Intel recommends that all new motherboards using Intel chips should be configured using RAID even for a single disc, since this avoids problems when upgrading an AHCI configuration to multiple RAID drives later. This industry standard applies to laptops, even though they don't directly benefit with only one drive. Lenovo have followed this standard to limit the number of issues that might need troubleshooting. Although it is theoretically possible to change the mode to AHCI using a suitably programmed bootable USB stick, it is not wise to attempt it because the affected models check the UEFI configuration at startup and will detect the change and refuse to boot.

This inability to change to AHCI means that without RAID drivers, either in the system itself and on the installation media, Linux cannot be installed.

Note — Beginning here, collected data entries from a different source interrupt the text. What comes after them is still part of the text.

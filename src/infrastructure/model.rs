use crate::application::discovery::{EmbedError, Embedder};
use crate::types::{Block, BlockRole, ConversationTurn, SearchStrategy, TurnUsage};
use async_trait::async_trait;
use reqwest::Client;
use serde::{Deserialize, Serialize};
use serde_json::{Value, json};
use std::time::Duration;
use thiserror::Error;
use tracing::{debug, info};

/// Name under which the discovery operation is rendered to the model. An
/// invocation of this tool is lifted into a discovery-request block before
/// the engine core sees it.
pub const DISCOVERY_TOOL_NAME: &str = "search_tools";

const DEFAULT_MAX_OUTPUT_UNITS: u32 = 2048;

/// One tool definition as rendered to the model.
#[derive(Debug, Clone, Serialize)]
pub struct ToolDefinition {
    pub name: String,
    pub description: String,
    pub input_schema: Value,
}

/// Definition of the single discovery operation every conversation carries.
pub fn discovery_tool_definition() -> ToolDefinition {
    ToolDefinition {
        name: DISCOVERY_TOOL_NAME.to_string(),
        description: "Search for available tools that can help with a task. \
                      Use this when you need a capability you do not have yet."
            .to_string(),
        input_schema: json!({
            "type": "object",
            "properties": {
                "query": {
                    "type": "string",
                    "description": "Natural language description of the tool you need"
                },
                "strategy": {
                    "type": "string",
                    "enum": ["lexical-pattern", "lexical-ranked", "semantic"],
                    "description": "Search strategy to use (optional)"
                },
                "k": {
                    "type": "number",
                    "description": "Number of tools to return (default: 5)"
                }
            },
            "required": ["query"]
        }),
    }
}

/// One request/response cycle with the model: full history plus the
/// currently visible tool definitions.
#[derive(Debug, Clone)]
pub struct ExchangeRequest {
    pub model: String,
    pub system_prompt: Option<String>,
    pub turns: Vec<ConversationTurn>,
    pub tools: Vec<ToolDefinition>,
}

#[derive(Debug, Clone)]
pub struct ExchangeReply {
    pub blocks: Vec<Block>,
    pub usage: TurnUsage,
}

#[derive(Debug, Error)]
pub enum ModelError {
    #[error("network error: {0}")]
    Network(#[from] reqwest::Error),
    #[error("model returned invalid response: {0}")]
    InvalidResponse(String),
}

#[async_trait]
pub trait ModelProvider: Send + Sync {
    async fn exchange(&self, request: ExchangeRequest) -> Result<ExchangeReply, ModelError>;
}

/// HTTP client for a messages-style completion API.
#[derive(Clone)]
pub struct MessagesClient {
    http: Client,
    base_url: String,
    api_key: Option<String>,
}

impl MessagesClient {
    pub fn new(base_url: impl Into<String>, api_key: Option<String>) -> Self {
        Self::with_client(base_url, api_key, Client::new())
    }

    pub fn with_client(
        base_url: impl Into<String>,
        api_key: Option<String>,
        client: Client,
    ) -> Self {
        Self {
            http: client,
            base_url: base_url.into(),
            api_key,
        }
    }

    pub fn with_timeout(base_url: impl Into<String>, api_key: Option<String>, timeout: Duration) -> Self {
        let client = Client::builder()
            .timeout(timeout)
            .build()
            .unwrap_or_default();
        Self::with_client(base_url, api_key, client)
    }

    fn endpoint(&self, path: &str) -> String {
        let trimmed = self.base_url.trim_end_matches('/');
        let path = path.trim_start_matches('/');
        format!("{trimmed}/{path}")
    }
}

#[async_trait]
impl ModelProvider for MessagesClient {
    async fn exchange(&self, request: ExchangeRequest) -> Result<ExchangeReply, ModelError> {
        let url = self.endpoint("/v1/messages");
        let payload = WireRequest::from(&request);
        info!(
            model = request.model.as_str(),
            url = %url,
            turns = request.turns.len(),
            tools = request.tools.len(),
            "Sending exchange to model"
        );

        let mut call = self.http.post(url).json(&payload);
        if let Some(key) = &self.api_key {
            call = call.header("x-api-key", key);
        }
        let response: WireResponse = call
            .send()
            .await?
            .error_for_status()?
            .json()
            .await?;
        debug!("Received model reply");

        let mut blocks = Vec::with_capacity(response.content.len());
        for block in response.content {
            blocks.push(parse_reply_block(block)?);
        }

        let usage = TurnUsage {
            input_units: response.usage.as_ref().map_or(0, |u| u.input_tokens),
            output_units: response.usage.as_ref().map_or(0, |u| u.output_tokens),
            discovery_requests: 0,
        };
        Ok(ExchangeReply { blocks, usage })
    }
}

fn parse_reply_block(block: WireReplyBlock) -> Result<Block, ModelError> {
    match block {
        WireReplyBlock::Text { text } => Ok(Block::Text { text }),
        WireReplyBlock::ToolUse { id, name, input } => {
            if name == DISCOVERY_TOOL_NAME {
                let query = input
                    .get("query")
                    .and_then(Value::as_str)
                    .ok_or_else(|| {
                        ModelError::InvalidResponse("discovery request missing query".into())
                    })?
                    .to_string();
                let strategy = input
                    .get("strategy")
                    .and_then(Value::as_str)
                    .and_then(SearchStrategy::parse);
                let k = input
                    .get("k")
                    .and_then(Value::as_u64)
                    .map(|value| value as usize);
                Ok(Block::Discovery {
                    id,
                    query,
                    strategy,
                    k,
                })
            } else {
                Ok(Block::Invocation {
                    id,
                    tool: name,
                    arguments: input,
                })
            }
        }
    }
}

#[derive(Debug, Serialize)]
struct WireRequest {
    model: String,
    max_tokens: u32,
    #[serde(skip_serializing_if = "Option::is_none")]
    system: Option<String>,
    messages: Vec<WireMessage>,
    #[serde(skip_serializing_if = "Vec::is_empty")]
    tools: Vec<ToolDefinition>,
}

#[derive(Debug, Serialize)]
struct WireMessage {
    role: &'static str,
    content: Vec<WireBlock>,
}

#[derive(Debug, Serialize)]
#[serde(tag = "type", rename_all = "snake_case")]
enum WireBlock {
    Text {
        text: String,
    },
    ToolUse {
        id: String,
        name: String,
        input: Value,
    },
    ToolResult {
        tool_use_id: String,
        content: String,
        is_error: bool,
    },
}

impl From<&ExchangeRequest> for WireRequest {
    fn from(value: &ExchangeRequest) -> Self {
        let messages = value
            .turns
            .iter()
            .map(|turn| WireMessage {
                role: match turn.role {
                    BlockRole::User => "user",
                    BlockRole::Assistant => "assistant",
                },
                content: turn.blocks.iter().map(wire_block).collect(),
            })
            .collect();
        Self {
            model: value.model.clone(),
            max_tokens: DEFAULT_MAX_OUTPUT_UNITS,
            system: value.system_prompt.clone(),
            messages,
            tools: value.tools.clone(),
        }
    }
}

fn wire_block(block: &Block) -> WireBlock {
    match block {
        Block::Text { text } => WireBlock::Text { text: text.clone() },
        Block::Discovery {
            id,
            query,
            strategy,
            k,
        } => {
            let mut input = json!({ "query": query });
            if let Some(strategy) = strategy {
                input["strategy"] = json!(strategy.as_str());
            }
            if let Some(k) = k {
                input["k"] = json!(k);
            }
            WireBlock::ToolUse {
                id: id.clone(),
                name: DISCOVERY_TOOL_NAME.to_string(),
                input,
            }
        }
        Block::Invocation {
            id,
            tool,
            arguments,
        } => WireBlock::ToolUse {
            id: id.clone(),
            name: tool.clone(),
            input: arguments.clone(),
        },
        Block::DiscoveryResults {
            request_id,
            matches,
        } => WireBlock::ToolResult {
            tool_use_id: request_id.clone(),
            content: serde_json::to_string(&json!({ "matches": matches }))
                .unwrap_or_else(|_| "{\"matches\":[]}".to_string()),
            is_error: false,
        },
        Block::ToolResult {
            invocation_id,
            outcome,
            ..
        } => WireBlock::ToolResult {
            tool_use_id: invocation_id.clone(),
            content: serde_json::to_string(outcome).unwrap_or_else(|_| "{}".to_string()),
            is_error: !outcome.is_ok(),
        },
    }
}

#[derive(Debug, Deserialize)]
struct WireResponse {
    content: Vec<WireReplyBlock>,
    usage: Option<WireUsage>,
}

#[derive(Debug, Deserialize)]
#[serde(tag = "type", rename_all = "snake_case")]
enum WireReplyBlock {
    Text { text: String },
    ToolUse { id: String, name: String, input: Value },
}

#[derive(Debug, Deserialize)]
struct WireUsage {
    #[serde(default)]
    input_tokens: u64,
    #[serde(default)]
    output_tokens: u64,
}

/// HTTP client for an Ollama-style embeddings endpoint, used as the
/// black-box embedding function behind the semantic index.
#[derive(Clone)]
pub struct OllamaEmbeddings {
    http: Client,
    base_url: String,
    model: String,
}

impl OllamaEmbeddings {
    pub fn new(base_url: impl Into<String>, model: impl Into<String>) -> Self {
        Self {
            http: Client::new(),
            base_url: base_url.into(),
            model: model.into(),
        }
    }

    fn endpoint(&self) -> String {
        let trimmed = self.base_url.trim_end_matches('/');
        format!("{trimmed}/api/embeddings")
    }
}

#[async_trait]
impl Embedder for OllamaEmbeddings {
    async fn embed(&self, text: &str) -> Result<Vec<f32>, EmbedError> {
        let payload = json!({ "model": self.model, "prompt": text });
        let response: EmbeddingResponse = self
            .http
            .post(self.endpoint())
            .json(&payload)
            .send()
            .await
            .and_then(reqwest::Response::error_for_status)
            .map_err(|err| EmbedError::Backend {
                message: err.to_string(),
            })?
            .json()
            .await
            .map_err(|err| EmbedError::Backend {
                message: err.to_string(),
            })?;

        if response.embedding.is_empty() {
            return Err(EmbedError::EmptyVector);
        }
        Ok(response.embedding)
    }
}

#[derive(Debug, Deserialize)]
struct EmbeddingResponse {
    embedding: Vec<f32>,
}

Other products are equally affected. Windows 10 itself cannot be clean installed because the bootable installation media lacks the RAID drivers (the installation would have them but it is the installer itself that lacks them). Rescue media built by the 'Backup and Restore' utility cannot restore the backed-up image to the SSD drive because it cannot see it. Even third-party disc imaging utilities such as Acronis True Image lack RAID drivers in the rescue media which are generally based on a Linux system. The RAID drivers can be injected into the boot image on USB stick rescue media (though not on DVD-based media).

In October 2016, Lenovo released 'LINUX only' versions of the BIOS for some of the affected machines. This BIOS adds the ability to switch the drive mode into AHCI. Lenovo states that these BIOSes should not be used for Windows operating systems.

Users have also reported multiple problems with hinges becoming misaligned and damaging the screen. Lenovo customer support has been heavily criticised for refusal to repair this apparent design flaw under standard, enhanced or accidental damage warranties.